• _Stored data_
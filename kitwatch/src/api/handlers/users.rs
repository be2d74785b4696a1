use crate::{
    AppState,
    api::{
        extractors::{ApiJson, ApiPath},
        models::{
            responses::ApiResponse,
            users::{CurrentUser, LoginRequest, LoginResponse, RegisterRequest, UserResponse, UserUpdate},
        },
    },
    errors::{Error, Result},
    service::identity::Registration,
    types::UserId,
};
use axum::{Json, extract::State, http::StatusCode};

#[utoipa::path(
    post,
    path = "/v1/users",
    tag = "users",
    summary = "Register a user",
    description = "Creates an account. The kit code must not already be registered as a kit; no kit is created.",
    request_body = RegisterRequest,
    responses(
        (status = 201, description = "User registered", body = ApiResponse<UserResponse>),
        (status = 400, description = "Invalid request"),
        (status = 409, description = "Kit code or email already registered"),
        (status = 500, description = "Internal server error")
    )
)]
#[tracing::instrument(skip_all)]
pub async fn register(
    State(state): State<AppState>,
    ApiJson(request): ApiJson<RegisterRequest>,
) -> Result<(StatusCode, Json<ApiResponse<UserResponse>>)> {
    let user = state
        .identity
        .register(Registration {
            first_name: &request.first_name,
            last_name: &request.last_name,
            email: &request.email,
            password: &request.password,
            kit_code: &request.kit_code,
        })
        .await?;

    Ok((
        StatusCode::CREATED,
        Json(ApiResponse::ok("User registered successfully", UserResponse::from(user))),
    ))
}

#[utoipa::path(
    post,
    path = "/v1/users/login",
    tag = "users",
    summary = "Log in",
    request_body = LoginRequest,
    responses(
        (status = 200, description = "Session token issued", body = ApiResponse<LoginResponse>),
        (status = 400, description = "Invalid request"),
        (status = 401, description = "Invalid credentials"),
        (status = 404, description = "No user with this email"),
        (status = 500, description = "Internal server error")
    )
)]
#[tracing::instrument(skip_all)]
pub async fn login(State(state): State<AppState>, ApiJson(request): ApiJson<LoginRequest>) -> Result<Json<ApiResponse<LoginResponse>>> {
    let outcome = state.identity.login(&request.email, &request.password).await?;

    let response = LoginResponse {
        token: outcome.token,
        token_type: "Bearer".to_string(),
        expires_in: state.identity.token_lifetime_secs(),
        user: UserResponse::from(outcome.user),
    };
    Ok(Json(ApiResponse::ok("Login successful", response)))
}

#[utoipa::path(
    get,
    path = "/v1/users/{id}",
    tag = "users",
    summary = "Get a user",
    params(("id" = i64, Path, description = "User ID")),
    responses(
        (status = 200, description = "User found", body = ApiResponse<UserResponse>),
        (status = 401, description = "Unauthorized"),
        (status = 404, description = "User not found"),
        (status = 500, description = "Internal server error")
    ),
    security(("BearerAuth" = []))
)]
#[tracing::instrument(skip_all)]
pub async fn get_user(
    State(state): State<AppState>,
    _: CurrentUser,
    ApiPath(id): ApiPath<UserId>,
) -> Result<Json<ApiResponse<UserResponse>>> {
    let user = state.identity.get_user(id).await?;
    Ok(Json(ApiResponse::ok("User retrieved successfully", UserResponse::from(user))))
}

#[utoipa::path(
    put,
    path = "/v1/users/{id}",
    tag = "users",
    summary = "Update own profile",
    request_body = UserUpdate,
    params(("id" = i64, Path, description = "User ID; must be the caller's own")),
    responses(
        (status = 200, description = "Profile updated", body = ApiResponse<UserResponse>),
        (status = 400, description = "Invalid request"),
        (status = 401, description = "Unauthorized"),
        (status = 403, description = "Updating another user's profile"),
        (status = 404, description = "User not found"),
        (status = 500, description = "Internal server error")
    ),
    security(("BearerAuth" = []))
)]
#[tracing::instrument(skip_all)]
pub async fn update_user(
    State(state): State<AppState>,
    current_user: CurrentUser,
    ApiPath(id): ApiPath<UserId>,
    ApiJson(update): ApiJson<UserUpdate>,
) -> Result<Json<ApiResponse<UserResponse>>> {
    if current_user.id != id {
        return Err(Error::Forbidden {
            message: "You can only update your own profile".to_string(),
        });
    }

    let user = state.identity.update_profile(id, &update.first_name, &update.last_name).await?;
    Ok(Json(ApiResponse::ok("User updated successfully", UserResponse::from(user))))
}

#[cfg(test)]
mod tests {
    use crate::api::models::{
        responses::ApiResponse,
        users::{LoginResponse, UserResponse},
    };
    use crate::test_utils::{auth_header, create_test_app, register_and_login};
    use axum::http::StatusCode;
    use serde_json::json;

    #[test_log::test(tokio::test)]
    async fn test_register_and_login_flow() {
        let server = create_test_app().await;

        let response = server
            .post("/v1/users")
            .json(&json!({
                "first_name": "Ada",
                "last_name": "Lovelace",
                "email": "ada@example.com",
                "password": "analytical",
                "kit_code": "ABC123"
            }))
            .await;
        response.assert_status(StatusCode::CREATED);
        let body: serde_json::Value = response.json();
        assert_eq!(body["success"], true);
        assert!(body["error"].is_null());
        assert!(body["data"].get("password_hash").is_none());
        assert!(!response.text().contains("analytical"));

        let response = server
            .post("/v1/users/login")
            .json(&json!({"email": "ada@example.com", "password": "analytical"}))
            .await;
        response.assert_status_ok();
        let body: ApiResponse<LoginResponse> = response.json();
        let login = body.data.unwrap();
        assert_eq!(login.token_type, "Bearer");
        assert_eq!(login.user.email, "ada@example.com");
        assert!(login.expires_in > 0);
    }

    #[tokio::test]
    async fn test_duplicate_email_is_conflict() {
        let server = create_test_app().await;
        register_and_login(&server, "dup@example.com").await;

        let response = server
            .post("/v1/users")
            .json(&json!({
                "first_name": "Second",
                "last_name": "User",
                "email": "dup@example.com",
                "password": "password2",
                "kit_code": "UNUSED-CODE"
            }))
            .await;
        response.assert_status(StatusCode::CONFLICT);
        let body: ApiResponse<()> = response.json();
        assert!(!body.success);
        assert_eq!(body.message, "Conflict");
    }

    #[tokio::test]
    async fn test_login_distinguishes_unknown_user_and_wrong_password() {
        let server = create_test_app().await;
        register_and_login(&server, "a@b.com").await;

        server
            .post("/v1/users/login")
            .json(&json!({"email": "a@b.com", "password": "wrong-password"}))
            .await
            .assert_status(StatusCode::UNAUTHORIZED);

        server
            .post("/v1/users/login")
            .json(&json!({"email": "missing@b.com", "password": "whatever"}))
            .await
            .assert_status(StatusCode::NOT_FOUND);
    }

    #[tokio::test]
    async fn test_profile_requires_token_and_ownership() {
        let server = create_test_app().await;
        let (alice, alice_token) = register_and_login(&server, "alice@example.com").await;
        let (bob, _) = register_and_login(&server, "bob@example.com").await;

        server.get(&format!("/v1/users/{}", alice.id)).await.assert_status(StatusCode::UNAUTHORIZED);

        let (name, value) = auth_header(&alice_token);
        let response = server.get(&format!("/v1/users/{}", bob.id)).add_header(name, value).await;
        response.assert_status_ok();

        let (name, value) = auth_header(&alice_token);
        let response = server
            .put(&format!("/v1/users/{}", bob.id))
            .add_header(name, value)
            .json(&json!({"first_name": "Mallory", "last_name": "X"}))
            .await;
        response.assert_status(StatusCode::FORBIDDEN);

        let (name, value) = auth_header(&alice_token);
        let response = server
            .put(&format!("/v1/users/{}", alice.id))
            .add_header(name, value)
            .json(&json!({"first_name": "Alicia", "last_name": "Smith"}))
            .await;
        response.assert_status_ok();
        let body: ApiResponse<UserResponse> = response.json();
        assert_eq!(body.data.unwrap().first_name, "Alicia");
    }

    #[tokio::test]
    async fn test_unknown_user_is_not_found() {
        let server = create_test_app().await;
        let (_, token) = register_and_login(&server, "a@b.com").await;

        let (name, value) = auth_header(&token);
        server.get("/v1/users/424242").add_header(name, value).await.assert_status(StatusCode::NOT_FOUND);
    }
}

• _Work item_
When the word "from" shows up in a line of the entries, pull that line out.

• _Exercise solution_
        Json(ApiResponse::ok("User registered successfully", UserResponse::from(user))),
        user: UserResponse::from(outcome.user),
    Ok(Json(ApiResponse::ok("User retrieved successfully", UserResponse::from(user))))
    Ok(Json(ApiResponse::ok("User updated successfully", UserResponse::from(user))))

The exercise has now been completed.